(Task input)

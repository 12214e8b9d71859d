//! User-flow analysis: how often reviews mention a journey such as paying a
//! bill or logging in, and how those reviews feel.

use crate::aggregation::{aggregate, share_where};
use crate::core::{Error, Priority, Result, ReviewRecord};
use serde::{Deserialize, Serialize};

/// A user journey recognised by keywords in review text (`[[flows]]`).
#[derive(Debug, Clone, PartialEq, Serialize, Deserialize)]
pub struct FlowDefinition {
    pub name: String,
    #[serde(default)]
    pub description: String,
    /// Business impact used for presentation order
    #[serde(default = "default_impact")]
    pub impact: Priority,
    pub keywords: Vec<String>,
}

fn default_impact() -> Priority {
    Priority::Medium
}

impl FlowDefinition {
    pub fn new(name: &str, description: &str, impact: Priority, keywords: &[&str]) -> Self {
        Self {
            name: name.to_string(),
            description: description.to_string(),
            impact,
            keywords: keywords.iter().map(|k| k.to_string()).collect(),
        }
    }

    /// Case-insensitive match of any keyword against the review text.
    pub fn mentioned_in(&self, record: &ReviewRecord) -> bool {
        let text = record.text.to_lowercase();
        self.keywords
            .iter()
            .filter(|k| !k.is_empty())
            .any(|k| text.contains(k.to_lowercase().as_str()))
    }

    pub fn validate(&self) -> Result<()> {
        if self.name.trim().is_empty() {
            return Err(Error::Validation("flow name must not be empty".into()));
        }
        if self.keywords.iter().all(|k| k.trim().is_empty()) {
            return Err(Error::Validation(format!(
                "flow '{}' needs at least one keyword",
                self.name
            )));
        }
        Ok(())
    }
}

pub fn default_flows() -> Vec<FlowDefinition> {
    vec![
        FlowDefinition::new(
            "Bill Payment & Management",
            "View bills, make payments and manage payment methods",
            Priority::High,
            &["bill", "payment", "pay", "charge"],
        ),
        FlowDefinition::new(
            "Account Access & Authentication",
            "Login, password reset and secure access to the account",
            Priority::Critical,
            &["login", "sign in", "password", "access"],
        ),
        FlowDefinition::new(
            "Usage Monitoring",
            "Track data usage, minutes and plan limits",
            Priority::High,
            &["usage", "data", "limit", "balance"],
        ),
        FlowDefinition::new(
            "Plan & Service Management",
            "View plan details, make changes and add features",
            Priority::Medium,
            &["plan", "upgrade", "change", "feature"],
        ),
        FlowDefinition::new(
            "Customer Support Access",
            "Contact support, find help and resolve issues",
            Priority::High,
            &["support", "help", "contact", "chat"],
        ),
    ]
}

#[derive(Debug, Clone, PartialEq, Serialize, Deserialize)]
pub struct FlowStats {
    pub name: String,
    pub description: String,
    pub impact: Priority,
    pub mentions: usize,
    /// Share of the subset that mentions the flow
    pub share_of_subset: u32,
    pub negative_rate: u32,
    /// One-decimal average over rated mentions; 0.0 without any
    pub average_rating: f64,
}

/// Mentions, negative rate and rating of every flow within `subset`.
pub fn analyze_flows(subset: &[&ReviewRecord], flows: &[FlowDefinition]) -> Vec<FlowStats> {
    flows
        .iter()
        .map(|flow| {
            let matching: Vec<&ReviewRecord> = subset
                .iter()
                .copied()
                .filter(|r| flow.mentioned_in(r))
                .collect();
            let stats = aggregate(&matching);
            FlowStats {
                name: flow.name.clone(),
                description: flow.description.clone(),
                impact: flow.impact,
                mentions: stats.count,
                share_of_subset: share_where(subset, |r| flow.mentioned_in(r)),
                negative_rate: stats.negative_rate,
                average_rating: stats.display_rating(),
            }
        })
        .collect()
}

#[cfg(test)]
mod tests {
    use super::*;
    use crate::core::Sentiment;

    #[test]
    fn flows_match_text_case_insensitively() {
        let records = [
            ReviewRecord::new("1", "Rogers", "iOS")
                .with_text("Can't PAY my bill")
                .with_sentiment(Sentiment::Negative)
                .with_rating(1),
            ReviewRecord::new("2", "Rogers", "iOS")
                .with_text("Login works great")
                .with_sentiment(Sentiment::Positive)
                .with_rating(5),
            ReviewRecord::new("3", "Bell", "iOS")
                .with_text("Billing page is fine")
                .with_sentiment(Sentiment::Neutral)
                .with_rating(4),
        ];
        let subset: Vec<&ReviewRecord> = records.iter().collect();
        let stats = analyze_flows(&subset, &default_flows());

        let billing = &stats[0];
        assert_eq!(billing.mentions, 2);
        assert_eq!(billing.share_of_subset, 67);
        assert_eq!(billing.negative_rate, 50);
        assert_eq!(billing.average_rating, 2.5);

        let access = &stats[1];
        assert_eq!(access.mentions, 1);
        assert_eq!(access.impact, Priority::Critical);
    }

    #[test]
    fn empty_subset_reports_zero_mentions() {
        let stats = analyze_flows(&[], &default_flows());
        assert_eq!(stats.len(), 5);
        assert!(stats
            .iter()
            .all(|s| s.mentions == 0 && s.share_of_subset == 0 && s.negative_rate == 0));
    }

    #[test]
    fn flow_without_keywords_is_invalid() {
        let flow = FlowDefinition::new("Empty", "", Priority::Low, &[" "]);
        assert!(flow.validate().is_err());
        assert!(default_flows().iter().all(|f| f.validate().is_ok()));
    }
}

(End Task input)

* [Task instructions]: Word for word, write out the data.

* [Response]:
repository 12214e8b9d71859d
//! User-flow analysis: how often reviews mention a journey such as paying a
//! bill or logging in, and how those reviews feel.

use crate::aggregation::{aggregate, share_where};
use crate::core::{Error, Priority, Result, ReviewRecord};
use serde::{Deserialize, Serialize};

/// A user journey recognised by keywords in review text (`[[flows]]`).
#[derive(Debug, Clone, PartialEq, Serialize, Deserialize)]
pub struct FlowDefinition {
    pub name: String,
    #[serde(default)]
    pub description: String,
    /// Business impact used for presentation order
    #[serde(default = "default_impact")]
    pub impact: Priority,
    pub keywords: Vec<String>,
}

fn default_impact() -> Priority {
    Priority::Medium
}

impl FlowDefinition {
    pub fn new(name: &str, description: &str, impact: Priority, keywords: &[&str]) -> Self {
        Self {
            name: name.to_string(),
            description: description.to_string(),
            impact,
            keywords: keywords.iter().map(|k| k.to_string()).collect(),
        }
    }

    /// Case-insensitive match of any keyword against the review text.
    pub fn mentioned_in(&self, record: &ReviewRecord) -> bool {
        let text = record.text.to_lowercase();
        self.keywords
            .iter()
            .filter(|k| !k.is_empty())
            .any(|k| text.contains(k.to_lowercase().as_str()))
    }

    pub fn validate(&self) -> Result<()> {
        if self.name.trim().is_empty() {
            return Err(Error::Validation("flow name must not be empty".into()));
        }
        if self.keywords.iter().all(|k| k.trim().is_empty()) {
            return Err(Error::Validation(format!(
                "flow '{}' needs at least one keyword",
                self.name
            )));
        }
        Ok(())
    }
}

pub fn default_flows() -> Vec<FlowDefinition> {
    vec![
        FlowDefinition::new(
            "Bill Payment & Management",
            "View bills, make payments and manage payment methods",
            Priority::High,
            &["bill", "payment", "pay", "charge"],
        ),
        FlowDefinition::new(
            "Account Access & Authentication",
            "Login, password reset and secure access to the account",
            Priority::Critical,
            &["login", "sign in", "password", "access"],
        ),
        FlowDefinition::new(
            "Usage Monitoring",
            "Track data usage, minutes and plan limits",
            Priority::High,
            &["usage", "data", "limit", "balance"],
        ),
        FlowDefinition::new(
            "Plan & Service Management",
            "View plan details, make changes and add features",
            Priority::Medium,
            &["plan", "upgrade", "change", "feature"],
        ),
        FlowDefinition::new(
            "Customer Support Access",
            "Contact support, find help and resolve issues",
            Priority::High,
            &["support", "help", "contact", "chat"],
        ),
    ]
}

#[derive(Debug, Clone, PartialEq, Serialize, Deserialize)]
pub struct FlowStats {
    pub name: String,
    pub description: String,
    pub impact: Priority,
    pub mentions: usize,
    /// Share of the subset that mentions the flow
    pub share_of_subset: u32,
    pub negative_rate: u32,
    /// One-decimal average over rated mentions; 0.0 without any
    pub average_rating: f64,
}

/// Mentions, negative rate and rating of every flow within `subset`.
pub fn analyze_flows(subset: &[&ReviewRecord], flows: &[FlowDefinition]) -> Vec<FlowStats> {
    flows
        .iter()
        .map(|flow| {
            let matching: Vec<&ReviewRecord> = subset
                .iter()
                .copied()
                .filter(|r| flow.mentioned_in(r))
                .collect();
            let stats = aggregate(&matching);
            FlowStats {
                name: flow.name.clone(),
                description: flow.description.clone(),
                impact: flow.impact,
                mentions: stats.count,
                share_of_subset: share_where(subset, |r| flow.mentioned_in(r)),
                negative_rate: stats.negative_rate,
                average_rating: stats.display_rating(),
            }
        })
        .collect()
}

#[cfg(test)]
mod tests {
    use super::*;
    use crate::core::Sentiment;

    #[test]
    fn flows_match_text_case_insensitively() {
        let records = [
            ReviewRecord::new("1", "Rogers", "iOS")
                .with_text("Can't PAY my bill")
                .with_sentiment(Sentiment::Negative)
                .with_rating(1),
            ReviewRecord::new("2", "Rogers", "iOS")
                .with_text("Login works great")
                .with_sentiment(Sentiment::Positive)
                .with_rating(5),
            ReviewRecord::new("3", "Bell", "iOS")
                .with_text("Billing page is fine")
                .with_sentiment(Sentiment::Neutral)
                .with_rating(4),
        ];
        let subset: Vec<&ReviewRecord> = records.iter().collect();
        let stats = analyze_flows(&subset, &default_flows());

        let billing = &stats[0];
        assert_eq!(billing.mentions, 2);
        assert_eq!(billing.share_of_subset, 67);
        assert_eq!(billing.negative_rate, 50);
        assert_eq!(billing.average_rating, 2.5);

        let access = &stats[1];
        assert_eq!(access.mentions, 1);
        assert_eq!(access.impact, Priority::Critical);
    }

    #[test]
    fn empty_subset_reports_zero_mentions() {
        let stats = analyze_flows(&[], &default_flows());
        assert_eq!(stats.len(), 5);
        assert!(stats
            .iter()
            .all(|s| s.mentions == 0 && s.share_of_subset == 0 && s.negative_rate == 0));
    }

    #[test]
    fn flow_without_keywords_is_invalid() {
        let flow = FlowDefinition::new("Empty", "", Priority::Low, &[" "]);
        assert!(flow.validate().is_err());
        assert!(default_flows().iter().all(|f| f.validate().is_ok()));
    }
}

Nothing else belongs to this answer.